Da ist es wieder, der total ausgelutschte Satz, den mein eigentlich nie wieder sagen, geschweige denken wollte, der vom “gut gemeint” und dann sieht man so was… Eins wird auf jeden Fall auch hier mal wieder deutlich, die theologische Leerstelle bei uns Christinnen und Christen und damit die fehlende Bereitschaft den schmerzhaften Weg zu gehen, dass die Sicht auf Jesus das Trennende ist und bleibt. Dann könnte man das Fremde aushalten, sogar schätzen, wenn nicht, muss ich halt alles umarmen und alles Fremde einfach in viel Zucker ertränken. Nur lernen tue ich dann nichts, weder über G-tt noch über die Menschen

Uwe Protsch
Uwe Protsch
9 Tage zuvor

Mich hat es schon immer genervt, dass man alles angleichen will. Gerade die Unterschied machen uns doch aus!

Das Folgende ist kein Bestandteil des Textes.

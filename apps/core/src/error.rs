use std::io;
use thiserror::Error;

/// Application-wide error type, consolidating all possible errors into a single enum.
///
/// Intent detection and mode switching never fail; everything here comes from
/// the plumbing around them (configuration, the agent actor, the backend).
#[derive(Debug, Error)]
pub enum AppError {
    /// Represents standard input/output errors.
    #[error("I/O error: {0}")]
    Io(#[from] io::Error),

    /// Represents failures of the agent actor, such as a closed channel.
    #[error("Actor error: {0}")]
    Actor(String),

    /// Represents errors returned by the generation backend.
    #[error("Backend error: {0}")]
    Backend(String),

    /// Represents data validation errors (e.g., an empty chat message).
    #[error("Validation error: {0}")]
    Validation(String),

    /// Represents configuration-related errors (e.g., an invalid environment variable).
    #[error("Configuration error: {0}")]
    Config(String),

    /// Represents unexpected internal errors that indicate a bug.
    #[error("Internal error: {0}")]
    Internal(String),

    /// Represents errors from operations that did not complete in time.
    #[error("Operation timed out: {0}")]
    Timeout(String),
}

impl Clone for AppError {
    fn clone(&self) -> Self {
        match self {
            AppError::Io(e) => AppError::Io(io::Error::new(e.kind(), e.to_string())),
            AppError::Actor(s) => AppError::Actor(s.clone()),
            AppError::Backend(s) => AppError::Backend(s.clone()),
            AppError::Validation(s) => AppError::Validation(s.clone()),
            AppError::Config(s) => AppError::Config(s.clone()),
            AppError::Internal(s) => AppError::Internal(s.clone()),
            AppError::Timeout(s) => AppError::Timeout(s.clone()),
        }
    }
}

impl From<tokio::time::error::Elapsed> for AppError {
    fn from(err: tokio::time::error::Elapsed) -> Self {
        AppError::Timeout(format!("Operation timed out: {}", err))
    }
}

impl From<serde_json::Error> for AppError {
    fn from(err: serde_json::Error) -> Self {
        AppError::Validation(format!("JSON error: {}", err))
    }
}

impl From<url::ParseError> for AppError {
    fn from(err: url::ParseError) -> Self {
        AppError::Config(format!("URL parse error: {}", err))
    }
}

impl From<validator::ValidationErrors> for AppError {
    fn from(err: validator::ValidationErrors) -> Self {
        AppError::Config(format!("Validation errors: {}", err))
    }
}

impl From<reqwest::Error> for AppError {
    fn from(err: reqwest::Error) -> Self {
        if err.is_timeout() {
            AppError::Timeout(format!("HTTP request timed out: {}", err))
        } else {
            AppError::Backend(format!("HTTP error: {}", err))
        }
    }
}
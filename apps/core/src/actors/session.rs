//! Per-session chat state held by the agent actor.

use std::collections::VecDeque;

use crate::actors::messages::HistoryEntry;
use crate::brain::analysis::Turn;
use crate::mode::{Mode, Transition};

/// Mode, context flag and bounded history of one conversation.
#[derive(Debug, Clone)]
pub struct ChatSession {
    mode: Mode,
    persistent_context: bool,
    history: VecDeque<Turn>,
    history_limit: usize,
}

impl ChatSession {
    /// New session in normal mode with persistent context on.
    pub fn new(history_limit: usize) -> Self {
        Self {
            mode: Mode::Normal,
            persistent_context: true,
            history: VecDeque::with_capacity(history_limit),
            history_limit,
        }
    }

    pub fn mode(&self) -> Mode {
        self.mode
    }

    pub fn persistent_context(&self) -> bool {
        self.persistent_context
    }

    pub fn set_persistent_context(&mut self, enabled: bool) {
        self.persistent_context = enabled;
    }

    /// Switch mode. Without persistent context a new mode starts a fresh
    /// conversation.
    pub fn set_mode(&mut self, mode: Mode) {
        if mode != self.mode && !self.persistent_context {
            self.history.clear();
        }
        self.mode = mode;
    }

    /// Adopt the outcome of the transition table.
    pub fn apply(&mut self, transition: &Transition) {
        self.set_mode(transition.to);
    }

    /// Record a turn, evicting the oldest beyond the limit.
    pub fn push(&mut self, turn: Turn) {
        while self.history.len() >= self.history_limit.max(1) {
            self.history.pop_front();
        }
        self.history.push_back(turn);
    }

    pub fn history(&self) -> Vec<Turn> {
        self.history.iter().cloned().collect()
    }

    pub fn history_entries(&self) -> Vec<HistoryEntry> {
        self.history.iter().map(HistoryEntry::from).collect()
    }

    pub fn clear_history(&mut self) {
        self.history.clear();
    }
}

#[cfg(test)]
mod tests {
    use super::*;
    use crate::brain::analysis::Role;

    #[test]
    fn test_history_is_bounded() {
        let mut session = ChatSession::new(3);
        for i in 0..5 {
            session.push(Turn::user(format!("m{}", i)));
        }

        let contents: Vec<String> = session.history().into_iter().map(|t| t.content).collect();
        assert_eq!(contents, vec!["m2", "m3", "m4"]);
    }

    #[test]
    fn test_mode_change_keeps_history_with_persistent_context() {
        let mut session = ChatSession::new(7);
        session.push(Turn::user("hola"));
        session.set_mode(Mode::PromptAuthoring);

        assert_eq!(session.mode(), Mode::PromptAuthoring);
        assert_eq!(session.history().len(), 1);
    }

    #[test]
    fn test_mode_change_resets_history_without_persistent_context() {
        let mut session = ChatSession::new(7);
        session.set_persistent_context(false);
        session.push(Turn::user("hola"));
        session.push(Turn::assistant("¡hola!"));

        session.set_mode(Mode::Normal);
        assert_eq!(session.history().len(), 2, "same mode must not reset");

        session.set_mode(Mode::ImageSchemaAuthoring);
        assert!(session.history().is_empty());
    }

    #[test]
    fn test_history_entries() {
        let mut session = ChatSession::new(7);
        session.push(Turn::user("pregunta"));
        session.push(Turn::assistant("respuesta"));

        let entries = session.history_entries();
        assert_eq!(entries[0].role, Role::User);
        assert_eq!(entries[1].content, "respuesta");
    }
}
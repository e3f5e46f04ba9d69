// Lia chat agent entry point
// Reads chat lines from stdin and answers through the configured backend.

use std::sync::Arc;

use anyhow::{Context, Result};
use tokio::io::{AsyncBufReadExt, BufReader};
use tracing::{error, info};
use uuid::Uuid;

use lia_core::actors::{AgentHandle, HttpChatBackend};
use lia_core::brain::{ClassificationInput, MessageAnalyzer};
use lia_core::config::AgentConfig;
use lia_core::logging::init_tracing;
use lia_core::mode::{next_transition, Mode};

enum Command {
    Mode(Mode),
    Context(bool),
    Clear,
    Quit,
}

fn parse_command(line: &str) -> Option<Result<Command, String>> {
    let rest = line.strip_prefix('/')?;
    let mut parts = rest.split_whitespace();
    let name = parts.next().unwrap_or_default();
    let arg = parts.next();

    let command = match (name, arg) {
        ("mode", Some(value)) => value
            .parse::<Mode>()
            .map(Command::Mode)
            .map_err(|e| e.to_string()),
        ("context", Some("on")) => Ok(Command::Context(true)),
        ("context", Some("off")) => Ok(Command::Context(false)),
        ("clear", None) => Ok(Command::Clear),
        ("quit", None) | ("exit", None) => Ok(Command::Quit),
        _ => Err(format!(
            "Unknown command '{}'. Use /mode normal|prompt|image, /context on|off, /clear, /quit",
            line
        )),
    };
    Some(command)
}

/// Prints one JSON analysis per input line. The mode carries over between
/// lines the same way it does in a chat session.
async fn run_classify() -> Result<()> {
    let analyzer = MessageAnalyzer::new();
    let mut mode = Mode::Normal;
    let mut lines = BufReader::new(tokio::io::stdin()).lines();

    while let Some(line) = lines.next_line().await? {
        let analysis = analyzer.analyze(&ClassificationInput::new(line, mode));
        let transition = next_transition(mode, &analysis);
        mode = transition.to;

        let output = serde_json::json!({
            "analysis": analysis,
            "transition": transition,
        });
        println!("{}", serde_json::to_string(&output)?);
    }
    Ok(())
}

async fn run_chat(config: AgentConfig) -> Result<()> {
    let backend = HttpChatBackend::new(&config).context("Failed to build backend client")?;
    info!("Backend endpoint: {}", backend.endpoint());

    let agent = AgentHandle::new(Arc::new(backend), config);
    let session_id = Uuid::new_v4().to_string();
    info!(session_id = %session_id, "Chat session started");

    let mut lines = BufReader::new(tokio::io::stdin()).lines();
    while let Some(line) = lines.next_line().await? {
        let line = line.trim();
        if line.is_empty() {
            continue;
        }

        if let Some(command) = parse_command(line) {
            match command {
                Ok(Command::Mode(mode)) => {
                    let mode = agent.set_mode(session_id.clone(), mode).await?;
                    println!("[{}] {}", mode, mode.acknowledgement());
                }
                Ok(Command::Context(enabled)) => {
                    agent
                        .set_persistent_context(session_id.clone(), enabled)
                        .await?;
                    println!("Persistent context {}", if enabled { "on" } else { "off" });
                }
                Ok(Command::Clear) => {
                    agent.clear_history(session_id.clone()).await?;
                    println!("History cleared");
                }
                Ok(Command::Quit) => break,
                Err(message) => eprintln!("{}", message),
            }
            continue;
        }

        match agent
            .process_message(session_id.clone(), line.to_string())
            .await
        {
            Ok(reply) => {
                if let Some(ack) = reply.acknowledgement() {
                    println!("[{}] {}", reply.mode, ack);
                }
                if let Some(response) = &reply.response {
                    println!("{}", response);
                }
            }
            Err(e) => error!("Message failed: {}", e),
        }
    }

    agent.shutdown().await?;
    Ok(())
}

#[tokio::main]
async fn main() -> Result<()> {
    let config = AgentConfig::load().context("Invalid configuration")?;
    init_tracing(config.log_format)?;

    match std::env::args().nth(1).as_deref() {
        Some("classify") => run_classify().await,
        Some(other) => anyhow::bail!("Unknown subcommand '{}'. Expected: classify", other),
        None => run_chat(config).await,
    }
}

Davon abgesehen sollten die beiden Amtskirchen zunächst einmal den ersten Schritt vor dem zweiten tun und ihre unrühmliche Vergangenheit im Umgang mit Juden ehrlich aufarbeiten. Dazu gehört vor allem auch die ungeschminkte Benennung des Versagens und der Kollaboration. Anschließend kann man dann immer noch Wohlfühlbotschaften unter das Volk bringen.